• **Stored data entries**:
Start of Block

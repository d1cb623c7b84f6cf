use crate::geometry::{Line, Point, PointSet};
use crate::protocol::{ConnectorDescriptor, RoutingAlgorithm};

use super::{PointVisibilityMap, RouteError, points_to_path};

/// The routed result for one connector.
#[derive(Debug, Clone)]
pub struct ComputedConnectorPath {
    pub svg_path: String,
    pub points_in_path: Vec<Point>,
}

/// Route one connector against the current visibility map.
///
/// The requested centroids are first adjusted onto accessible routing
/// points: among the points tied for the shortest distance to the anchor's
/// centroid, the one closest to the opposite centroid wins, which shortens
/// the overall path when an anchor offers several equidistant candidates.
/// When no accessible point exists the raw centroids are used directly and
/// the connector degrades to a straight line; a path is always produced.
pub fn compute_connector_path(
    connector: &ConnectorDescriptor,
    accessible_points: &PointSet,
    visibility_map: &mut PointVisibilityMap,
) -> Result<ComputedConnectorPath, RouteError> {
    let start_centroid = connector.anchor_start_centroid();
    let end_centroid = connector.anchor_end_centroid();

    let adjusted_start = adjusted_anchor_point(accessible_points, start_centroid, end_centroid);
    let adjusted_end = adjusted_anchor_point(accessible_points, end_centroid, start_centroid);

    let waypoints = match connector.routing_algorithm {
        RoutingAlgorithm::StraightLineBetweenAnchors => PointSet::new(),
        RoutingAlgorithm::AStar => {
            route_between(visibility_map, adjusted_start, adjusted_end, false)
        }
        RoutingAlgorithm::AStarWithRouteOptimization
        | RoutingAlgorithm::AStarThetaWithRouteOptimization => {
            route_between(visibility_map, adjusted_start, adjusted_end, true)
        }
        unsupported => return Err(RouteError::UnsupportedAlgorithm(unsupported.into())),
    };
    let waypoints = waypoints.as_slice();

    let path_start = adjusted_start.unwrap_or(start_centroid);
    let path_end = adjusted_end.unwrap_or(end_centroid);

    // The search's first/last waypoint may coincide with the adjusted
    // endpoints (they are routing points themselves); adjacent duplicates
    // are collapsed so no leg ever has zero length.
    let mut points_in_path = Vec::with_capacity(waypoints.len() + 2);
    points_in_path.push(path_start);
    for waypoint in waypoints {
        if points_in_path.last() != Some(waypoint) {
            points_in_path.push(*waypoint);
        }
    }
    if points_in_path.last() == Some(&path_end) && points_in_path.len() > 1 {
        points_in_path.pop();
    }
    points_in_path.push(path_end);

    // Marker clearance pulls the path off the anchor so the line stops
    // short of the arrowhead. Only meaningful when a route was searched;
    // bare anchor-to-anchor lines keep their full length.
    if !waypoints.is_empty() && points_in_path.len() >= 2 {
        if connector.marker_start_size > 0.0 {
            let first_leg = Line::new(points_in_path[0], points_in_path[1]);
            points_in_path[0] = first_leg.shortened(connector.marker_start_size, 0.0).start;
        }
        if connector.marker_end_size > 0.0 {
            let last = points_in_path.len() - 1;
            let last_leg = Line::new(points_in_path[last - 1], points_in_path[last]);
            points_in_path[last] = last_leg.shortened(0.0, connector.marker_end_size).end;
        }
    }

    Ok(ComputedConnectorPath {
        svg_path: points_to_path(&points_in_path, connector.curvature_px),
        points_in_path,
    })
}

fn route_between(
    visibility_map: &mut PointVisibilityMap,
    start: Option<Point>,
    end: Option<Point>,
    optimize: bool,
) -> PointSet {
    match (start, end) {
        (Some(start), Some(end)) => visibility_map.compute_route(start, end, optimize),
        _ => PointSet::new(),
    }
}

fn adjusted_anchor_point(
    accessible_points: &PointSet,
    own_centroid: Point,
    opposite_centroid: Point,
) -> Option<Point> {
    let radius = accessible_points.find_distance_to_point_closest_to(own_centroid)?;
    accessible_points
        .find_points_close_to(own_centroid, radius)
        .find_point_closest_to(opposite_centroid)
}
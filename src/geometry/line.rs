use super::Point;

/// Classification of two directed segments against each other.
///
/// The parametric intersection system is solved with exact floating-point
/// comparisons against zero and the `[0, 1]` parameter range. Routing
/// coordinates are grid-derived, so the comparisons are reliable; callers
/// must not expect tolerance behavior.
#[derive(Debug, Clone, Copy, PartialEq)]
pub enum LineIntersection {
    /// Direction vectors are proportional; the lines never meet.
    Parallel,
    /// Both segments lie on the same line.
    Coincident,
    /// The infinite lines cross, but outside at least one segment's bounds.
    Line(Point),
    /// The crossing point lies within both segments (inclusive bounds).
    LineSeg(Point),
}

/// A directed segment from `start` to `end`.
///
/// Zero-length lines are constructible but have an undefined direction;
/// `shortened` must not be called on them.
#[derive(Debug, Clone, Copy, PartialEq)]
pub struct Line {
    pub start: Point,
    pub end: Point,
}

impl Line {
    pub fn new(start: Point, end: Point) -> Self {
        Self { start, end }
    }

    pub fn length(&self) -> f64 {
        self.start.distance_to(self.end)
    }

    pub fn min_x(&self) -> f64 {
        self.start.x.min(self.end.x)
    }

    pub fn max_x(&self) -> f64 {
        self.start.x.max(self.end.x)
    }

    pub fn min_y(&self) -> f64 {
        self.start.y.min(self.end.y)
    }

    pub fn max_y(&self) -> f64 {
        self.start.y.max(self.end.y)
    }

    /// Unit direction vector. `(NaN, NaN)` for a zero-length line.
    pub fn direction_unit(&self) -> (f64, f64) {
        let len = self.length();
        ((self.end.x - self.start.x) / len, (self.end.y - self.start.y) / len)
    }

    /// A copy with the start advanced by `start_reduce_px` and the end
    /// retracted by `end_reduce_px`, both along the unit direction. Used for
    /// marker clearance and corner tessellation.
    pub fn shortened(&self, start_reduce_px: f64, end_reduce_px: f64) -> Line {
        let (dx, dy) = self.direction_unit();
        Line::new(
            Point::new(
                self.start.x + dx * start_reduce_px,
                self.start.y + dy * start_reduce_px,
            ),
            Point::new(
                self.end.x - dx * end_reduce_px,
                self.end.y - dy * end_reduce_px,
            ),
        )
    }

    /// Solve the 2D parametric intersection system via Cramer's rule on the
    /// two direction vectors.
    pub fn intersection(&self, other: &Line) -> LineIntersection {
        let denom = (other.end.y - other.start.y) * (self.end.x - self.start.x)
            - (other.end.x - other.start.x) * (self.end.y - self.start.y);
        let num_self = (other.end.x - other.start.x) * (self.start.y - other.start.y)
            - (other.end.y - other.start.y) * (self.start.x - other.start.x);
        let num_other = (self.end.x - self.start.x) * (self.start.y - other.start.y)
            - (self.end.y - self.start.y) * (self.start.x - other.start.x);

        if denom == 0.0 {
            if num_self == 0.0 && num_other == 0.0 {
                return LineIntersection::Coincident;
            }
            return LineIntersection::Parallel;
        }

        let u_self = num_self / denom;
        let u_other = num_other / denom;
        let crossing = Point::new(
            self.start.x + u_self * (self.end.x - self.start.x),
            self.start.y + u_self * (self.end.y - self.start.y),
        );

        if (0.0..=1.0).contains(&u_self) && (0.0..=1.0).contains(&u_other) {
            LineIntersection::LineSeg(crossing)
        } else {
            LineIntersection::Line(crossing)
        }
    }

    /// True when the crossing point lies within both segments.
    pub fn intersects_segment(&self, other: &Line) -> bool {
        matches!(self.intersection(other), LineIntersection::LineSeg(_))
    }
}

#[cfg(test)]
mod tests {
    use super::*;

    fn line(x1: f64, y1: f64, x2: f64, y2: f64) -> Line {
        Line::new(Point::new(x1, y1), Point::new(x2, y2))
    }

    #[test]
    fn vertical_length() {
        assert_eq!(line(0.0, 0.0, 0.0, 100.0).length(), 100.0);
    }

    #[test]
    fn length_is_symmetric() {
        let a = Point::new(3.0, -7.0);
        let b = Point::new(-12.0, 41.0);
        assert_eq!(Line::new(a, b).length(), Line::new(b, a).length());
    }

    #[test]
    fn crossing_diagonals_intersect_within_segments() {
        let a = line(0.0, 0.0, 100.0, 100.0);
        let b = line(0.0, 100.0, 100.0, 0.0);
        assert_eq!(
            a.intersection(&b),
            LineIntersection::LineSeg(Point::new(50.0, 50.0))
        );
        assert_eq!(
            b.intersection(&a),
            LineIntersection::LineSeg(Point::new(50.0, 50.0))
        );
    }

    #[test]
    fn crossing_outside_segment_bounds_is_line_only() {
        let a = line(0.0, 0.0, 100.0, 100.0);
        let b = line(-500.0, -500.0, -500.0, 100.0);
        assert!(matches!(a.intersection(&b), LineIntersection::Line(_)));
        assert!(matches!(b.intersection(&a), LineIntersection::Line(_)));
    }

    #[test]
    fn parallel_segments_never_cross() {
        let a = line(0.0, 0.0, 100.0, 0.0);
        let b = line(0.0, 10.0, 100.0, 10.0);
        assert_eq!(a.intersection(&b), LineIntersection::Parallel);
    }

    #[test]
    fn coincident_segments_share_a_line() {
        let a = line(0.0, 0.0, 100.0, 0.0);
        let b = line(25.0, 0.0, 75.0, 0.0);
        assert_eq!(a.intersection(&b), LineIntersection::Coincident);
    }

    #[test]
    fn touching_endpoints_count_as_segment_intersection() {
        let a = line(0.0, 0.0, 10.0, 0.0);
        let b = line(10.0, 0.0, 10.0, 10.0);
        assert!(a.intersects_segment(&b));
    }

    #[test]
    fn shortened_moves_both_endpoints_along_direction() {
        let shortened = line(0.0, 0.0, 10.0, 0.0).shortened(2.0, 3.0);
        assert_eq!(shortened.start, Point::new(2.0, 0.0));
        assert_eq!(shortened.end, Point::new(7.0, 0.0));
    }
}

End of Block

• **Exercise instructions**:
Lines before the one containing "assert_eq!(a.intersection(&b), LineIntersection::Coincident);" are left out. Repeat that line and all lines after it in the records above exactly.

• **Exercise result**:
        assert_eq!(a.intersection(&b), LineIntersection::Coincident);
    }

    #[test]
    fn touching_endpoints_count_as_segment_intersection() {
        let a = line(0.0, 0.0, 10.0, 0.0);
        let b = line(10.0, 0.0, 10.0, 10.0);
        assert!(a.intersects_segment(&b));
    }

    #[test]
    fn shortened_moves_both_endpoints_along_direction() {
        let shortened = line(0.0, 0.0, 10.0, 0.0).shortened(2.0, 3.0);
        assert_eq!(shortened.start, Point::new(2.0, 0.0));
        assert_eq!(shortened.end, Point::new(7.0, 0.0));
    }
}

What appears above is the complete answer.